**Task instructions**
Determine how many lines in the records hold the word "never". Return the number alone.

Saved entries
┏━━
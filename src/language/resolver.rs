//! Original-language resolution
//!
//! A video's original language is looked up once: an external database ID
//! is taken from the file name or recovered from the media managers, then
//! the metadata service is asked for the language of that ID. Every failure
//! along the way means "unresolved", never an error.

use std::path::Path;
use std::sync::{Arc, LazyLock};

use regex::Regex;
use tokio::sync::OnceCell;
use tracing::{debug, trace};

use crate::language::LanguageCode;
use crate::ports::{MediaManagerPort, MetadataLookupPort};

static IMDB_ID: LazyLock<Regex> = LazyLock::new(|| Regex::new(r"tt\d+").expect("valid regex"));

/// Codes some metadata services report that are not ISO-639
const LANGUAGE_QUIRKS: &[(&str, &str)] = &[("cn", "zh")];

/// External database ID embedded in a file stem, e.g. `Movie (2001) tt0123456`
pub fn imdb_id_from_stem(stem: &str) -> Option<String> {
    IMDB_ID.find(stem).map(|m| m.as_str().to_string())
}

/// Turn a service-reported code into a [`LanguageCode`]
pub fn normalize_language(raw: &str) -> Option<LanguageCode> {
    let raw = raw.trim().to_ascii_lowercase();
    let fixed = LANGUAGE_QUIRKS
        .iter()
        .find(|(from, _)| *from == raw)
        .map(|(_, to)| *to)
        .unwrap_or(raw.as_str());

    LanguageCode::parse(fixed)
}

/// Lookup chain over the configured services
#[derive(Clone, Default)]
pub struct LanguageResolver {
    managers: Vec<Arc<dyn MediaManagerPort>>,
    metadata: Option<Arc<dyn MetadataLookupPort>>,
}

impl LanguageResolver {
    /// Managers are asked in order; the first ID found wins
    pub fn new(
        managers: Vec<Arc<dyn MediaManagerPort>>,
        metadata: Option<Arc<dyn MetadataLookupPort>>,
    ) -> Self {
        Self { managers, metadata }
    }

    /// A resolver that never finds anything
    pub fn disabled() -> Self {
        Self::default()
    }

    /// Resolve the original language of the video at `path`
    pub async fn resolve(&self, path: &Path) -> Option<LanguageCode> {
        let stem = path.file_stem()?.to_string_lossy();
        let file_name = path.file_name()?.to_string_lossy();

        let imdb_id = match imdb_id_from_stem(&stem) {
            Some(id) => {
                trace!("LANGUAGE: Found ID {} in file name", id);
                Some(id)
            }
            None => self.query_managers(&file_name).await,
        };

        let Some(imdb_id) = imdb_id else {
            debug!("LANGUAGE: No external ID for {}", file_name);
            return None;
        };

        let Some(metadata) = &self.metadata else {
            debug!("LANGUAGE: No metadata service configured");
            return None;
        };

        let Some(raw) = metadata.original_language(&imdb_id).await else {
            debug!("LANGUAGE: Could not find original language for {}", file_name);
            return None;
        };
        trace!("LANGUAGE: Metadata service reports '{}' for {}", raw, imdb_id);

        let language = normalize_language(&raw);
        if language.is_none() {
            debug!("LANGUAGE: '{}' is not a known language code", raw);
        }
        language
    }

    async fn query_managers(&self, file_name: &str) -> Option<String> {
        for manager in &self.managers {
            if let Some(id) = manager.lookup_imdb_id(file_name).await {
                if !id.is_empty() {
                    trace!("LANGUAGE: {} identified {} as {}", manager.name(), file_name, id);
                    return Some(id);
                }
            }
        }
        None
    }
}

/// Original language of one video, resolved at most once.
///
/// An unresolved outcome is remembered as well, so a video whose lookup
/// failed is not retried during the same session.
#[derive(Debug, Default)]
pub struct OriginalLanguage {
    cell: OnceCell<Option<LanguageCode>>,
}

impl OriginalLanguage {
    pub fn new() -> Self {
        Self::default()
    }

    /// Resolve on first use, return the remembered value afterwards
    pub async fn get(&self, resolver: &LanguageResolver, path: &Path) -> Option<&LanguageCode> {
        self.cell
            .get_or_init(|| resolver.resolve(path))
            .await
            .as_ref()
    }

    /// The remembered value, if resolution has already run
    pub fn cached(&self) -> Option<&Option<LanguageCode>> {
        self.cell.get()
    }
}

#[cfg(test)]
mod tests {
    use super::*;
    use async_trait::async_trait;
    use std::sync::atomic::{AtomicUsize, Ordering};

    struct FakeManager {
        name: &'static str,
        id: Option<&'static str>,
        calls: AtomicUsize,
    }

    impl FakeManager {
        fn new(name: &'static str, id: Option<&'static str>) -> Arc<Self> {
            Arc::new(Self {
                name,
                id,
                calls: AtomicUsize::new(0),
            })
        }
    }

    #[async_trait]
    impl MediaManagerPort for FakeManager {
        fn name(&self) -> &str {
            self.name
        }

        async fn lookup_imdb_id(&self, _file_name: &str) -> Option<String> {
            self.calls.fetch_add(1, Ordering::SeqCst);
            self.id.map(str::to_string)
        }
    }

    struct FakeMetadata {
        language: Option<&'static str>,
        calls: AtomicUsize,
    }

    impl FakeMetadata {
        fn new(language: Option<&'static str>) -> Arc<Self> {
            Arc::new(Self {
                language,
                calls: AtomicUsize::new(0),
            })
        }
    }

    #[async_trait]
    impl MetadataLookupPort for FakeMetadata {
        async fn original_language(&self, imdb_id: &str) -> Option<String> {
            self.calls.fetch_add(1, Ordering::SeqCst);
            assert!(imdb_id.starts_with("tt"));
            self.language.map(str::to_string)
        }
    }

    #[test]
    fn imdb_id_is_found_anywhere_in_stem() {
        assert_eq!(imdb_id_from_stem("Movie (1999) {tt0133093}"), Some("tt0133093".to_string()));
        assert_eq!(imdb_id_from_stem("tt42"), Some("tt42".to_string()));
        assert_eq!(imdb_id_from_stem("Movie (1999)"), None);
    }

    #[test]
    fn chinese_quirk_is_remapped() {
        assert_eq!(normalize_language("cn"), LanguageCode::parse("zh"));
        assert_eq!(normalize_language("EN"), LanguageCode::parse("eng"));
        assert_eq!(normalize_language("xx"), None);
        assert_eq!(normalize_language("mk").map(|c| c.to_string()), Some("mkd".to_string()));
    }

    #[tokio::test]
    async fn id_in_file_name_skips_managers() {
        let manager = FakeManager::new("radarr", Some("tt1"));
        let metadata = FakeMetadata::new(Some("ja"));
        let resolver = LanguageResolver::new(vec![manager.clone()], Some(metadata.clone()));

        let language = resolver.resolve(Path::new("/media/Movie tt0245429.mkv")).await;
        assert_eq!(language, LanguageCode::parse("jpn"));
        assert_eq!(manager.calls.load(Ordering::SeqCst), 0);
    }

    #[tokio::test]
    async fn managers_are_asked_in_order() {
        let first = FakeManager::new("radarr", None);
        let second = FakeManager::new("sonarr", Some("tt777"));
        let third = FakeManager::new("other", Some("tt888"));
        let metadata = FakeMetadata::new(Some("fr"));
        let resolver = LanguageResolver::new(
            vec![first.clone(), second.clone(), third.clone()],
            Some(metadata),
        );

        let language = resolver.resolve(Path::new("/media/Show S01E01.mkv")).await;
        assert_eq!(language, LanguageCode::parse("fra"));
        assert_eq!(first.calls.load(Ordering::SeqCst), 1);
        assert_eq!(second.calls.load(Ordering::SeqCst), 1);
        assert_eq!(third.calls.load(Ordering::SeqCst), 0);
    }

    #[tokio::test]
    async fn missing_id_or_language_is_unresolved() {
        let metadata = FakeMetadata::new(Some("en"));
        let resolver = LanguageResolver::new(vec![FakeManager::new("radarr", None)], Some(metadata.clone()));
        assert_eq!(resolver.resolve(Path::new("/media/Unknown.mkv")).await, None);
        assert_eq!(metadata.calls.load(Ordering::SeqCst), 0);

        let resolver = LanguageResolver::new(vec![], Some(FakeMetadata::new(None)));
        assert_eq!(resolver.resolve(Path::new("/media/Movie tt1.mkv")).await, None);

        let resolver = LanguageResolver::new(vec![], Some(FakeMetadata::new(Some("zz"))));
        assert_eq!(resolver.resolve(Path::new("/media/Movie tt1.mkv")).await, None);

        assert_eq!(LanguageResolver::disabled().resolve(Path::new("/media/Movie tt1.mkv")).await, None);
    }

    #[tokio::test]
    async fn original_language_is_resolved_once() {
        let metadata = FakeMetadata::new(None);
        let resolver = LanguageResolver::new(vec![], Some(metadata.clone()));
        let original = OriginalLanguage::new();
        let path = Path::new("/media/Movie tt1.mkv");

        assert!(original.cached().is_none());
        assert_eq!(original.get(&resolver, path).await, None);
        assert_eq!(original.get(&resolver, path).await, None);
        assert_eq!(original.cached(), Some(&None));
        assert_eq!(metadata.calls.load(Ordering::SeqCst), 1);
    }
}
┗━━
**Solution**
2